**Task prompt**. When the string "alerts" is part of a line below, that line should be copied.
▼
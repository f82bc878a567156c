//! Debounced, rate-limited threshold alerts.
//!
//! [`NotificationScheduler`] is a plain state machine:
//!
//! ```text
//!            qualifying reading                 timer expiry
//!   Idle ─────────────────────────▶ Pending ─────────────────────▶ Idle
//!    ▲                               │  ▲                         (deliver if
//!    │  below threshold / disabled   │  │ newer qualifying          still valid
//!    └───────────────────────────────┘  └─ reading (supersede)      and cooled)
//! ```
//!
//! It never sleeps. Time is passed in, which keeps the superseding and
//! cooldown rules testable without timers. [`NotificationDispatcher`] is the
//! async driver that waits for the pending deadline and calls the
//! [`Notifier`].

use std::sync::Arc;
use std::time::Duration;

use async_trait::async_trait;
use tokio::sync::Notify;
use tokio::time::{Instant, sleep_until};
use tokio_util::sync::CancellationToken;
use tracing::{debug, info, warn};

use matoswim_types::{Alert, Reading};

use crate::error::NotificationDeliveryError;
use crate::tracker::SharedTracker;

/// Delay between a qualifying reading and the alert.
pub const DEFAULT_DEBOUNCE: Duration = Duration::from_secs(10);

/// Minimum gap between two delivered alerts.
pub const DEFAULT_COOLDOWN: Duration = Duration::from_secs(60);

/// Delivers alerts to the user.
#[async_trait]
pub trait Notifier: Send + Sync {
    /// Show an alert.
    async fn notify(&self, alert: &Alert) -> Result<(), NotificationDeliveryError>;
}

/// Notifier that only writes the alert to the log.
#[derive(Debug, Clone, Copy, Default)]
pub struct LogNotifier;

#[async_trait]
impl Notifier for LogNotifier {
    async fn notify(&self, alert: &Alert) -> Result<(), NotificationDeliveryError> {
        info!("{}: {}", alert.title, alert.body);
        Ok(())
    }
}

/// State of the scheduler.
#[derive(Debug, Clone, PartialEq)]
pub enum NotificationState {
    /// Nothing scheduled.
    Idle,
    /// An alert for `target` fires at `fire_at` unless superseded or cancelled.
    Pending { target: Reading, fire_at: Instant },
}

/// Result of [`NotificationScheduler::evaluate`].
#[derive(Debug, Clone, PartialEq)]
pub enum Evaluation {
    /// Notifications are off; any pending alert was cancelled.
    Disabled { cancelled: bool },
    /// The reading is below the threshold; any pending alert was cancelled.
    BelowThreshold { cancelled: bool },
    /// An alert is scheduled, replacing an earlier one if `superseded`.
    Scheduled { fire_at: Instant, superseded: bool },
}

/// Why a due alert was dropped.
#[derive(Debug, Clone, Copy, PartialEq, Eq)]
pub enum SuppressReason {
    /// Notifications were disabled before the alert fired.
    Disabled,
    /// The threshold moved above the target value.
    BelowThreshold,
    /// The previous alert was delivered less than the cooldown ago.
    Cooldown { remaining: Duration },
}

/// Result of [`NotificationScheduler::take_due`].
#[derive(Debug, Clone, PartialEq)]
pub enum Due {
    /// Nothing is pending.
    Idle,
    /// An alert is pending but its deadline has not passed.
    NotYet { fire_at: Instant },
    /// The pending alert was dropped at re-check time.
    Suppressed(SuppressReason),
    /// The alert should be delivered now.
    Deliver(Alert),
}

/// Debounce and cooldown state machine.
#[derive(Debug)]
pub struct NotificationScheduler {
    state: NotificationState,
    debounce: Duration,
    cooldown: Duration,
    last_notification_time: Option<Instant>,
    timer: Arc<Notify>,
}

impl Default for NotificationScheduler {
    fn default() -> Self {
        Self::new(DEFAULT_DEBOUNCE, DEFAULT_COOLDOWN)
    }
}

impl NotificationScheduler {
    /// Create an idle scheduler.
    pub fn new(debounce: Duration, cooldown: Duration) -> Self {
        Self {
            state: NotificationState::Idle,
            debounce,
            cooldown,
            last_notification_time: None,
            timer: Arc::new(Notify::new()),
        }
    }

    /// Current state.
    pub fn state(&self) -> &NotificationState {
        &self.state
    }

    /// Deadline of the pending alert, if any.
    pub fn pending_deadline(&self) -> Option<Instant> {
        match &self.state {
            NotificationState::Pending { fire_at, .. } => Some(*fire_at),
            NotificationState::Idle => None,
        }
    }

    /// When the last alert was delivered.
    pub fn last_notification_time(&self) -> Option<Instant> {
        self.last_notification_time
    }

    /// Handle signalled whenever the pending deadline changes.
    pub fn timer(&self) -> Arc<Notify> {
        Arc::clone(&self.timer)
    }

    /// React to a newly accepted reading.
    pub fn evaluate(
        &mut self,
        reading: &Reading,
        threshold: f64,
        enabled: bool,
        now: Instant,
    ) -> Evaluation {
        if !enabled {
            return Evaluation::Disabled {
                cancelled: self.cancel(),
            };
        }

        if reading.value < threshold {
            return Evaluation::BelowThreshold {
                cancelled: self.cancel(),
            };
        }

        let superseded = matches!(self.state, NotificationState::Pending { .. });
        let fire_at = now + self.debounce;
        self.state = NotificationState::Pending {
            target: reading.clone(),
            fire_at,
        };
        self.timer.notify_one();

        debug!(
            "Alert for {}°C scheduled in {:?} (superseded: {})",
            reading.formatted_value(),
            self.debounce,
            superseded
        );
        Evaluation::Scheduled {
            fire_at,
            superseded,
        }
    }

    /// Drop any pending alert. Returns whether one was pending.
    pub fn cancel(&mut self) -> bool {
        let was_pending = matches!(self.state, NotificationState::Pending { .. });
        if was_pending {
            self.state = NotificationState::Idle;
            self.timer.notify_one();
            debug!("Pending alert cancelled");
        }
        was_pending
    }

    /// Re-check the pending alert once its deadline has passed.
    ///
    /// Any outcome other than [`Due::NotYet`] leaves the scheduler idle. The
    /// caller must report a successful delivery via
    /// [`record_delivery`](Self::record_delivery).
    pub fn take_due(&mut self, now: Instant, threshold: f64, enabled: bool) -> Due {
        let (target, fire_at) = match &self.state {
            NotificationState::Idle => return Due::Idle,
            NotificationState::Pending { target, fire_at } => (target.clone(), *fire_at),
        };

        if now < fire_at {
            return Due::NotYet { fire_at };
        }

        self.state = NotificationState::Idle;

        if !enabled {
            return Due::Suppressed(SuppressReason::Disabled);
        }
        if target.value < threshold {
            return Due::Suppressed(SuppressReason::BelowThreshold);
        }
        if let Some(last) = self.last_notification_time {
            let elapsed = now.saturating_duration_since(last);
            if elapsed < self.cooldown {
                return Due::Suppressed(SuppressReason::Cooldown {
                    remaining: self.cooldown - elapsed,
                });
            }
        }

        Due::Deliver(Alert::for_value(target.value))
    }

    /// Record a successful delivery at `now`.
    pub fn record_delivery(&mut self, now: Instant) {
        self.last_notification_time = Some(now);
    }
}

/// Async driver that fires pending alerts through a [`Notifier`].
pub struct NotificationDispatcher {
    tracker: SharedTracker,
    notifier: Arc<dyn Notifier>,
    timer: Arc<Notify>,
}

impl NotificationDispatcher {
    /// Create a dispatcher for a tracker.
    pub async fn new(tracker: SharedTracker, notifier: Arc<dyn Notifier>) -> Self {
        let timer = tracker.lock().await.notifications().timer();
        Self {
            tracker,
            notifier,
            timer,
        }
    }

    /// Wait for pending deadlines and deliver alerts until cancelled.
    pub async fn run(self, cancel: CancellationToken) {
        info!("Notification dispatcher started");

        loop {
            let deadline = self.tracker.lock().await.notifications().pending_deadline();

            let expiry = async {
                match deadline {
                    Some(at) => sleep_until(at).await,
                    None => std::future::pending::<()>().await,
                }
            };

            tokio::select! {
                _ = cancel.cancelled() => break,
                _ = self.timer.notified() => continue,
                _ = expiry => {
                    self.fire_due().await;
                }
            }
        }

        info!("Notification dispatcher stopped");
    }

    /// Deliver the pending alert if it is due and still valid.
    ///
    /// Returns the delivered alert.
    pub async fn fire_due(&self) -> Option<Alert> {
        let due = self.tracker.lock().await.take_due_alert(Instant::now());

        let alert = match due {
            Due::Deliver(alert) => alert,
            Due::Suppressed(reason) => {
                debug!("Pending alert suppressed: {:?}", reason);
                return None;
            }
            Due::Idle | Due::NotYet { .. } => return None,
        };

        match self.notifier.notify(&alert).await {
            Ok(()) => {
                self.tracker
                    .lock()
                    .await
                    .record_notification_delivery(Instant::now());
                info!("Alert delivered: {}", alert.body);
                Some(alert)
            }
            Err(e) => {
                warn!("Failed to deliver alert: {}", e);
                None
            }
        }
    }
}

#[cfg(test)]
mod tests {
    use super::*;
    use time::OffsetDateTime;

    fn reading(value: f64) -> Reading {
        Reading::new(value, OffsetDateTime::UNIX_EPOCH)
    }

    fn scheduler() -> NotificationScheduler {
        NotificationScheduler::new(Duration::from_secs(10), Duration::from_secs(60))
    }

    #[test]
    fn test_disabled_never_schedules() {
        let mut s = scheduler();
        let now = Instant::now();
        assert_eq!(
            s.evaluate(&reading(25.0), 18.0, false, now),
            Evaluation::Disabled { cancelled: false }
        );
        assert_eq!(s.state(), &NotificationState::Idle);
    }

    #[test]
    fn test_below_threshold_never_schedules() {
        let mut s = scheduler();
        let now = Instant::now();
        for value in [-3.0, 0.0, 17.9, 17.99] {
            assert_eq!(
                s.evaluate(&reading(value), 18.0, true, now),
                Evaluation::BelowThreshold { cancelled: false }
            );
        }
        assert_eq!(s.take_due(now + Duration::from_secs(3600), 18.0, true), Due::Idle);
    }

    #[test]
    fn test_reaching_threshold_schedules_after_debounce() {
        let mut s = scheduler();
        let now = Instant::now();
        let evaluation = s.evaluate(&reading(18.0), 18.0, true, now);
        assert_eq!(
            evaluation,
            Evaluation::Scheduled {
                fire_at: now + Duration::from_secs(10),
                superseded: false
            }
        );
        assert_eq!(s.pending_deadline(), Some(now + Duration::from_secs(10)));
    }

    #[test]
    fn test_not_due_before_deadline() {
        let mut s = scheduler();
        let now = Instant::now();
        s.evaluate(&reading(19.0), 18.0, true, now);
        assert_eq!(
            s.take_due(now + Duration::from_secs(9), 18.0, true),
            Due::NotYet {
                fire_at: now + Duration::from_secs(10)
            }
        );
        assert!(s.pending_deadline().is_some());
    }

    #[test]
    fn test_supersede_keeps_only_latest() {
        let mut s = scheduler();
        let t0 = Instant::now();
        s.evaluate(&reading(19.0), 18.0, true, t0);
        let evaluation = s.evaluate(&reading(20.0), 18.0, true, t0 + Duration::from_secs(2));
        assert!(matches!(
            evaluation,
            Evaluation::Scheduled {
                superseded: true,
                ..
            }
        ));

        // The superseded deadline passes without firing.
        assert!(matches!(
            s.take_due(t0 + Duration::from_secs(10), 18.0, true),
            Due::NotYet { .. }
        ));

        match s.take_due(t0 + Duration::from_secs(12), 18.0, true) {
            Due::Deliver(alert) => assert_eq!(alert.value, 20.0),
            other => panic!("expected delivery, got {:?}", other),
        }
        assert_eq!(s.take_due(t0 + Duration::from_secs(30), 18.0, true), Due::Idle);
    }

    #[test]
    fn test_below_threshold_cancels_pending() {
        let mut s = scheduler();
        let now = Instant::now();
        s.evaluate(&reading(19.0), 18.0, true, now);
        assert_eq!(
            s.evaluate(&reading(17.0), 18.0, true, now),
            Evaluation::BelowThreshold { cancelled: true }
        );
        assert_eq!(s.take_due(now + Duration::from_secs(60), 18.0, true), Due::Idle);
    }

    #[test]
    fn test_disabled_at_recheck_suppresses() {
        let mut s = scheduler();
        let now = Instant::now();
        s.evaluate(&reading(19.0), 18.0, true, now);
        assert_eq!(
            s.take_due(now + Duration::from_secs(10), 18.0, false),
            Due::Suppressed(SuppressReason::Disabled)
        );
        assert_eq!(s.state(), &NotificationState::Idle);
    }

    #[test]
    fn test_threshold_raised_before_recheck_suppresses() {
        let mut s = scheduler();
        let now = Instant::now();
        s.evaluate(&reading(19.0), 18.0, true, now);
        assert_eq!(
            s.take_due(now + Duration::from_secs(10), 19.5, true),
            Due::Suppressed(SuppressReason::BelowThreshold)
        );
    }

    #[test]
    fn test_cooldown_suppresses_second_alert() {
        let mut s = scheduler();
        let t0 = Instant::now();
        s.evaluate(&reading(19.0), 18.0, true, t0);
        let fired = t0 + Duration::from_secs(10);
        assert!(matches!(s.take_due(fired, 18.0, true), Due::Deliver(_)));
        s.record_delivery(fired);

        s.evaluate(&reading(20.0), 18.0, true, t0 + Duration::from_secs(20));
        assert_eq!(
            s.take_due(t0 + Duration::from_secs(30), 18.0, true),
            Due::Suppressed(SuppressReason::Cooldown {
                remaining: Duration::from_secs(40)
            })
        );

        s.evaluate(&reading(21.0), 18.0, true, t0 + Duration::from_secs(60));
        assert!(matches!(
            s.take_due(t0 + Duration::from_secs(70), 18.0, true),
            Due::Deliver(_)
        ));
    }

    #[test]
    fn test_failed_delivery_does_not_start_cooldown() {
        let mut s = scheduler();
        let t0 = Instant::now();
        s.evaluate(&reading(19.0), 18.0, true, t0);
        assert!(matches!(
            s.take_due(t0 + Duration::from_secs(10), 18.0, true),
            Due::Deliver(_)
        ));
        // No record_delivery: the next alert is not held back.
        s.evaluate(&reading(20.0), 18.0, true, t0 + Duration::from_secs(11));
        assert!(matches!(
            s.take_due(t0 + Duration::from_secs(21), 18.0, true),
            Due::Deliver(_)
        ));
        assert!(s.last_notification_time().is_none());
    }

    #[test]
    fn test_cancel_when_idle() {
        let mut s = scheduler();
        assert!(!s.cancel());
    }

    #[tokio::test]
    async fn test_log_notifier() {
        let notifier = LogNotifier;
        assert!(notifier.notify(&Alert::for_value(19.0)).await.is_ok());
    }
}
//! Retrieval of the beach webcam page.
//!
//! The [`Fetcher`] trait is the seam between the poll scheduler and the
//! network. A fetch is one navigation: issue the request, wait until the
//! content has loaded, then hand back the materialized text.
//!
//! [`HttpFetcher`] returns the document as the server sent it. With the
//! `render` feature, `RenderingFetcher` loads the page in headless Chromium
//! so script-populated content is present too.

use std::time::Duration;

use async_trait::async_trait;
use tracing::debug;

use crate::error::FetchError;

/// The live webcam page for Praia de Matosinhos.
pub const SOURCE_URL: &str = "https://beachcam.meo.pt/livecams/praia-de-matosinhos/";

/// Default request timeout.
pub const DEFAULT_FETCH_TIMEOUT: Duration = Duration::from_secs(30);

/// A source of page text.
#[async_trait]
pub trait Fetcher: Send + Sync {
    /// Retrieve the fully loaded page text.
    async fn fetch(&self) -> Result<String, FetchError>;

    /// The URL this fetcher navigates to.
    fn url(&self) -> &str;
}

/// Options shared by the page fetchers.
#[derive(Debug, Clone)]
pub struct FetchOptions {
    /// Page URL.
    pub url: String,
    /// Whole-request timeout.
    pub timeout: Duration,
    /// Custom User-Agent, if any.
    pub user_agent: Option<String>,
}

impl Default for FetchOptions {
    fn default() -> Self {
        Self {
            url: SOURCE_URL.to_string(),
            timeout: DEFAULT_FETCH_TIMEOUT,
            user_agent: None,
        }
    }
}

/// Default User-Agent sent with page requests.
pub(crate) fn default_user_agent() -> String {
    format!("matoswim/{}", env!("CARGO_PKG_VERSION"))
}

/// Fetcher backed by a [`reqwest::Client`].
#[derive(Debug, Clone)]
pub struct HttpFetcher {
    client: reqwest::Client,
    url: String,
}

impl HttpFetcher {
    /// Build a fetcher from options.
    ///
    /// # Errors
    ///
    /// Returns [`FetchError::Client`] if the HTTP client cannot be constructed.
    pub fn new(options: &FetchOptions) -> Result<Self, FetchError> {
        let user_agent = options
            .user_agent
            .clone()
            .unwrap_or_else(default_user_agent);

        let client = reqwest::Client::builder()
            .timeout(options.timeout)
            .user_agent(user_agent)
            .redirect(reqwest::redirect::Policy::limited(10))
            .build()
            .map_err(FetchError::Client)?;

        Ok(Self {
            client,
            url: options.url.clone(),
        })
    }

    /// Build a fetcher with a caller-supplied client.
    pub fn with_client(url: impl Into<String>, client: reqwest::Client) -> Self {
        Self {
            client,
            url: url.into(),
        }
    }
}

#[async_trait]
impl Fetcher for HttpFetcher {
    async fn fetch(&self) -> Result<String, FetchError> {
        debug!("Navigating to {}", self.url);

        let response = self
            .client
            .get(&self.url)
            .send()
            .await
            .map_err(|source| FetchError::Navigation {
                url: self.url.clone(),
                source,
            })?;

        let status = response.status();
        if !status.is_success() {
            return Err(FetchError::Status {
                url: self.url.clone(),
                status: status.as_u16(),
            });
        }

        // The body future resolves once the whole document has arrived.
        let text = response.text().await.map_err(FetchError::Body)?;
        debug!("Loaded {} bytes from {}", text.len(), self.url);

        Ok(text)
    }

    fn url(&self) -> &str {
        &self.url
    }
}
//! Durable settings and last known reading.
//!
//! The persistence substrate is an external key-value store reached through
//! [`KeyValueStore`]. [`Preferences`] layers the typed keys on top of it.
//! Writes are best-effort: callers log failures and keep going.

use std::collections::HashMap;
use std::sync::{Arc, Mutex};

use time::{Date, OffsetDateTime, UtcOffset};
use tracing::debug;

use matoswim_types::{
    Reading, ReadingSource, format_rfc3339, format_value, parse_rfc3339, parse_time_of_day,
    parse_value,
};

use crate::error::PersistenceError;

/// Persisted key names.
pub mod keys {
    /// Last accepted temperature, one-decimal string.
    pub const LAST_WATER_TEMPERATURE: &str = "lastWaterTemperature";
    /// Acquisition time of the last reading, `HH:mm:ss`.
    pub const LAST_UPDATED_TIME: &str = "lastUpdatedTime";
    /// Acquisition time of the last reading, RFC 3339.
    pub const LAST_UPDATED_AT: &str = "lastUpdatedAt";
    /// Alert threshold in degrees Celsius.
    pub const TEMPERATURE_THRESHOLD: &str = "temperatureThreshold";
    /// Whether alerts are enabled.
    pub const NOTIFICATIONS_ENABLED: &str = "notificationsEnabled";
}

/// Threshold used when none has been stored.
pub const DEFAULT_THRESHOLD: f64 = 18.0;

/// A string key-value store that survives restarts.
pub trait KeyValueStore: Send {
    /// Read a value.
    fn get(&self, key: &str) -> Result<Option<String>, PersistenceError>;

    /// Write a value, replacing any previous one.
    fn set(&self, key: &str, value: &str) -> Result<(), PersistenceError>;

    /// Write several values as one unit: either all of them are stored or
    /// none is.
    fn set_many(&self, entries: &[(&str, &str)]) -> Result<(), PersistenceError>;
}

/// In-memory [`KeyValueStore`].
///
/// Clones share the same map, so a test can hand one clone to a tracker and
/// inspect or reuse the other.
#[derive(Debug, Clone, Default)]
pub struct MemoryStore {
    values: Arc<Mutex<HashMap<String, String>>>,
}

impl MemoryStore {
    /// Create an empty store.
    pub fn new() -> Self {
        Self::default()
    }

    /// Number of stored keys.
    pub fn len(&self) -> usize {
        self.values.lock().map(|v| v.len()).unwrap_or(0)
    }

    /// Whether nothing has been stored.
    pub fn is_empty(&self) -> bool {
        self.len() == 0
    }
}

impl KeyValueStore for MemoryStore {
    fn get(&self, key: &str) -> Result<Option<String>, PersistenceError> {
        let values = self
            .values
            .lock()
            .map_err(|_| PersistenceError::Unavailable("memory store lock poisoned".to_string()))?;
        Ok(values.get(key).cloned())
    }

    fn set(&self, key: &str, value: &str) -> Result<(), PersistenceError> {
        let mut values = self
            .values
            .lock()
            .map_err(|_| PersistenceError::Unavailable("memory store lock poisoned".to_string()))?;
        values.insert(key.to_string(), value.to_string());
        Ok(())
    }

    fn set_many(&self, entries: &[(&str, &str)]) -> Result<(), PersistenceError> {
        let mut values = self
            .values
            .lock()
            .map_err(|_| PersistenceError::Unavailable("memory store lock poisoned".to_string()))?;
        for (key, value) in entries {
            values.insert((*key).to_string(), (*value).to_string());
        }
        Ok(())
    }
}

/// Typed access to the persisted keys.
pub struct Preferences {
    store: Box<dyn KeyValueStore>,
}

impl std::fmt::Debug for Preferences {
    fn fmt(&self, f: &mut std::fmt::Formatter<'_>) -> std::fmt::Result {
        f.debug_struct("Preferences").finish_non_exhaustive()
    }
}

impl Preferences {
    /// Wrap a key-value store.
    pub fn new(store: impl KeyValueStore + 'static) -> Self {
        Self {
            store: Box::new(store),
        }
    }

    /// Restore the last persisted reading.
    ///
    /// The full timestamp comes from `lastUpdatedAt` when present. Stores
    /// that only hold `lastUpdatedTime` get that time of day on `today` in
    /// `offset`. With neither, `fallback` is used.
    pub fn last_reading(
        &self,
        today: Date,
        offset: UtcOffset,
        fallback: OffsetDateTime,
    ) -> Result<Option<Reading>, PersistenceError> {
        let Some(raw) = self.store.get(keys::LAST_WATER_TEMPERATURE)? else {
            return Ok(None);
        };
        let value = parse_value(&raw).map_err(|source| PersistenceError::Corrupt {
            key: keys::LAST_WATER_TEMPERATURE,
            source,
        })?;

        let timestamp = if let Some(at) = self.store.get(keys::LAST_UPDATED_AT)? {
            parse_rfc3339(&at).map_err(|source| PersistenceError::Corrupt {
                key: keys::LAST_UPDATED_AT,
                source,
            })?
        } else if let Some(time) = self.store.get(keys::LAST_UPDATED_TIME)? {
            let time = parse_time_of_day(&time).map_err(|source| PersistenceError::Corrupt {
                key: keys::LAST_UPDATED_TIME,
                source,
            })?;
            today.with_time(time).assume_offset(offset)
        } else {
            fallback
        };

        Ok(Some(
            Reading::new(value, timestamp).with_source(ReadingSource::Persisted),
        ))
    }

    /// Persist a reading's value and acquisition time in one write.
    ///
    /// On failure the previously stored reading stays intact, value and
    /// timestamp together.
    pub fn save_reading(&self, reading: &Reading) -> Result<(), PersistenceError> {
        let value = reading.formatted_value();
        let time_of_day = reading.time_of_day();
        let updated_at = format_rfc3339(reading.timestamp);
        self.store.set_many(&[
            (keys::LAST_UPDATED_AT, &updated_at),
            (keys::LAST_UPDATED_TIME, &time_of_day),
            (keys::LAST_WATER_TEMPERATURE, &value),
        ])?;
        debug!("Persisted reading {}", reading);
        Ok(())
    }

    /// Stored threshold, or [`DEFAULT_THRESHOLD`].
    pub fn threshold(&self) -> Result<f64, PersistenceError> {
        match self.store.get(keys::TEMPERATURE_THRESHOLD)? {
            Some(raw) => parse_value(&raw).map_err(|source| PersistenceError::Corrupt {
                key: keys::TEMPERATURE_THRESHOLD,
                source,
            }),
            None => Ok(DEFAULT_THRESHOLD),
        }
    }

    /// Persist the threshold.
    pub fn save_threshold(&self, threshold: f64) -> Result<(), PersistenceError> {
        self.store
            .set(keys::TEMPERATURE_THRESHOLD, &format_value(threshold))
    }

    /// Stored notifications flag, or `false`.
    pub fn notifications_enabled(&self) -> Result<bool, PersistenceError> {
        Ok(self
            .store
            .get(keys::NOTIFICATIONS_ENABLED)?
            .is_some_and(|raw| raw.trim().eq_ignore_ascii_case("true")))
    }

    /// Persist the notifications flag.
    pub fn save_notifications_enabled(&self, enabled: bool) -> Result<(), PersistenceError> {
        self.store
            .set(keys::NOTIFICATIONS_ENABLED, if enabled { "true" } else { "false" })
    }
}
▲
**Result**.
//! Debounced, rate-limited threshold alerts.
/// Minimum gap between two delivered alerts.
/// Delivers alerts to the user.
/// Async driver that fires pending alerts through a [`Notifier`].
    /// Wait for pending deadlines and deliver alerts until cancelled.
    /// Whether alerts are enabled.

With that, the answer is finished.